// SPDX-License-Identifier: AGPL-3.0-or-later
// Copyright (C) 2025 Blackman Artificial Intelligence Technologies Inc.

//! Preset lookup command

use std::path::Path;

use serde::Serialize;

use crate::cli::args::{FindArgs, OutputFormat};
use crate::config::LookupConfig;
use crate::dataset::{DatasetCache, HardwareRecord};
use crate::error::Result;
use crate::lookup::{lookup, LookupOutcome, Query, Suggestion};
use crate::profile::{render_profile, render_summary};

#[derive(Serialize)]
#[serde(rename_all = "camelCase")]
struct FindOutput<'a> {
    found: bool,
    #[serde(skip_serializing_if = "Option::is_none")]
    preset: Option<&'a HardwareRecord>,
    #[serde(skip_serializing_if = "Vec::is_empty")]
    suggestions: Vec<SuggestionOutput<'a>>,
    #[serde(skip_serializing_if = "Option::is_none")]
    saved_to: Option<String>,
}

#[derive(Serialize)]
struct SuggestionOutput<'a> {
    cpu: &'a str,
    gpu: &'a str,
    ram: &'a str,
    score: f64,
}

/// Execute the find command
pub fn execute(
    args: &FindArgs,
    cache: &DatasetCache,
    config: &LookupConfig,
    format: &OutputFormat,
) -> Result<()> {
    let dataset = cache.get()?;
    let config = LookupConfig {
        suggestions: config.suggestions || args.suggest,
        ..config.clone()
    };

    let query = Query::new(args.cpu.as_str(), args.gpu.as_str(), args.ram.as_str());
    let outcome = lookup(&dataset, &query, &config);

    let saved_to = match (outcome.record(), args.save.as_deref()) {
        (Some(record), Some(path)) => {
            save_profile(record, path)?;
            Some(path)
        }
        (None, Some(path)) => {
            tracing::warn!("No preset matched; not writing {}", path.display());
            None
        }
        _ => None,
    };

    println!("{}", render(&query, &outcome, saved_to, format)?);
    Ok(())
}

/// Write the plain-text profile for `record` to `path`.
pub fn save_profile(record: &HardwareRecord, path: &Path) -> Result<()> {
    if let Some(parent) = path.parent().filter(|p| !p.as_os_str().is_empty()) {
        std::fs::create_dir_all(parent)?;
    }
    std::fs::write(path, render_profile(record))?;
    tracing::debug!("Wrote profile to {}", path.display());
    Ok(())
}

/// Render a lookup outcome for the terminal or as JSON.
pub fn render(
    query: &Query,
    outcome: &LookupOutcome<'_>,
    saved_to: Option<&Path>,
    format: &OutputFormat,
) -> Result<String> {
    if matches!(format, OutputFormat::Json) {
        let output = FindOutput {
            found: outcome.is_found(),
            preset: outcome.record(),
            suggestions: match outcome {
                LookupOutcome::NotFound { suggestions } => {
                    suggestions.iter().map(suggestion_output).collect()
                }
                LookupOutcome::Found(_) => Vec::new(),
            },
            saved_to: saved_to.map(|p| p.display().to_string()),
        };
        return Ok(serde_json::to_string_pretty(&output)?);
    }

    let mut lines = Vec::new();
    match outcome {
        LookupOutcome::Found(record) => {
            lines.push(render_summary(record));
            if let Some(path) = saved_to {
                lines.push(String::new());
                lines.push(format!("Profile saved to {}", path.display()));
            }
        }
        LookupOutcome::NotFound { suggestions } => {
            lines.push(format!(
                "No preset found for {} / {} / {}.",
                query.cpu, query.gpu, query.ram
            ));
            if suggestions.is_empty() {
                lines.push("Run `rigpreset options` to see the hardware the dataset covers.".to_string());
            } else {
                lines.push(String::new());
                lines.push("Closest presets:".to_string());
                for suggestion in suggestions {
                    let record = suggestion.record;
                    lines.push(format!(
                        "  {} / {} / {} ({:.0}% similar)",
                        record.cpu,
                        record.gpu,
                        record.ram,
                        suggestion.score * 100.0
                    ));
                }
            }
        }
    }
    Ok(lines.join("\n"))
}

fn suggestion_output<'a>(suggestion: &Suggestion<'a>) -> SuggestionOutput<'a> {
    SuggestionOutput {
        cpu: &suggestion.record.cpu,
        gpu: &suggestion.record.gpu,
        ram: &suggestion.record.ram,
        score: suggestion.score,
    }
}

Work instruction
Output every entry exactly as given.

Response for this exercise
// SPDX-License-Identifier: AGPL-3.0-or-later
// Copyright (C) 2025 Blackman Artificial Intelligence Technologies Inc.

//! Preset lookup command

use std::path::Path;

use serde::Serialize;

use crate::cli::args::{FindArgs, OutputFormat};
use crate::config::LookupConfig;
use crate::dataset::{DatasetCache, HardwareRecord};
use crate::error::Result;
use crate::lookup::{lookup, LookupOutcome, Query, Suggestion};
use crate::profile::{render_profile, render_summary};

#[derive(Serialize)]
#[serde(rename_all = "camelCase")]
struct FindOutput<'a> {
    found: bool,
    #[serde(skip_serializing_if = "Option::is_none")]
    preset: Option<&'a HardwareRecord>,
    #[serde(skip_serializing_if = "Vec::is_empty")]
    suggestions: Vec<SuggestionOutput<'a>>,
    #[serde(skip_serializing_if = "Option::is_none")]
    saved_to: Option<String>,
}

#[derive(Serialize)]
struct SuggestionOutput<'a> {
    cpu: &'a str,
    gpu: &'a str,
    ram: &'a str,
    score: f64,
}

/// Execute the find command
pub fn execute(
    args: &FindArgs,
    cache: &DatasetCache,
    config: &LookupConfig,
    format: &OutputFormat,
) -> Result<()> {
    let dataset = cache.get()?;
    let config = LookupConfig {
        suggestions: config.suggestions || args.suggest,
        ..config.clone()
    };

    let query = Query::new(args.cpu.as_str(), args.gpu.as_str(), args.ram.as_str());
    let outcome = lookup(&dataset, &query, &config);

    let saved_to = match (outcome.record(), args.save.as_deref()) {
        (Some(record), Some(path)) => {
            save_profile(record, path)?;
            Some(path)
        }
        (None, Some(path)) => {
            tracing::warn!("No preset matched; not writing {}", path.display());
            None
        }
        _ => None,
    };

    println!("{}", render(&query, &outcome, saved_to, format)?);
    Ok(())
}

/// Write the plain-text profile for `record` to `path`.
pub fn save_profile(record: &HardwareRecord, path: &Path) -> Result<()> {
    if let Some(parent) = path.parent().filter(|p| !p.as_os_str().is_empty()) {
        std::fs::create_dir_all(parent)?;
    }
    std::fs::write(path, render_profile(record))?;
    tracing::debug!("Wrote profile to {}", path.display());
    Ok(())
}

/// Render a lookup outcome for the terminal or as JSON.
pub fn render(
    query: &Query,
    outcome: &LookupOutcome<'_>,
    saved_to: Option<&Path>,
    format: &OutputFormat,
) -> Result<String> {
    if matches!(format, OutputFormat::Json) {
        let output = FindOutput {
            found: outcome.is_found(),
            preset: outcome.record(),
            suggestions: match outcome {
                LookupOutcome::NotFound { suggestions } => {
                    suggestions.iter().map(suggestion_output).collect()
                }
                LookupOutcome::Found(_) => Vec::new(),
            },
            saved_to: saved_to.map(|p| p.display().to_string()),
        };
        return Ok(serde_json::to_string_pretty(&output)?);
    }

    let mut lines = Vec::new();
    match outcome {
        LookupOutcome::Found(record) => {
            lines.push(render_summary(record));
            if let Some(path) = saved_to {
                lines.push(String::new());
                lines.push(format!("Profile saved to {}", path.display()));
            }
        }
        LookupOutcome::NotFound { suggestions } => {
            lines.push(format!(
                "No preset found for {} / {} / {}.",
                query.cpu, query.gpu, query.ram
            ));
            if suggestions.is_empty() {
                lines.push("Run `rigpreset options` to see the hardware the dataset covers.".to_string());
            } else {
                lines.push(String::new());
                lines.push("Closest presets:".to_string());
                for suggestion in suggestions {
                    let record = suggestion.record;
                    lines.push(format!(
                        "  {} / {} / {} ({:.0}% similar)",
                        record.cpu,
                        record.gpu,
                        record.ram,
                        suggestion.score * 100.0
                    ));
                }
            }
        }
    }
    Ok(lines.join("\n"))
}

fn suggestion_output<'a>(suggestion: &Suggestion<'a>) -> SuggestionOutput<'a> {
    SuggestionOutput {
        cpu: &suggestion.record.cpu,
        gpu: &suggestion.record.gpu,
        ram: &suggestion.record.ram,
        score: suggestion.score,
    }
}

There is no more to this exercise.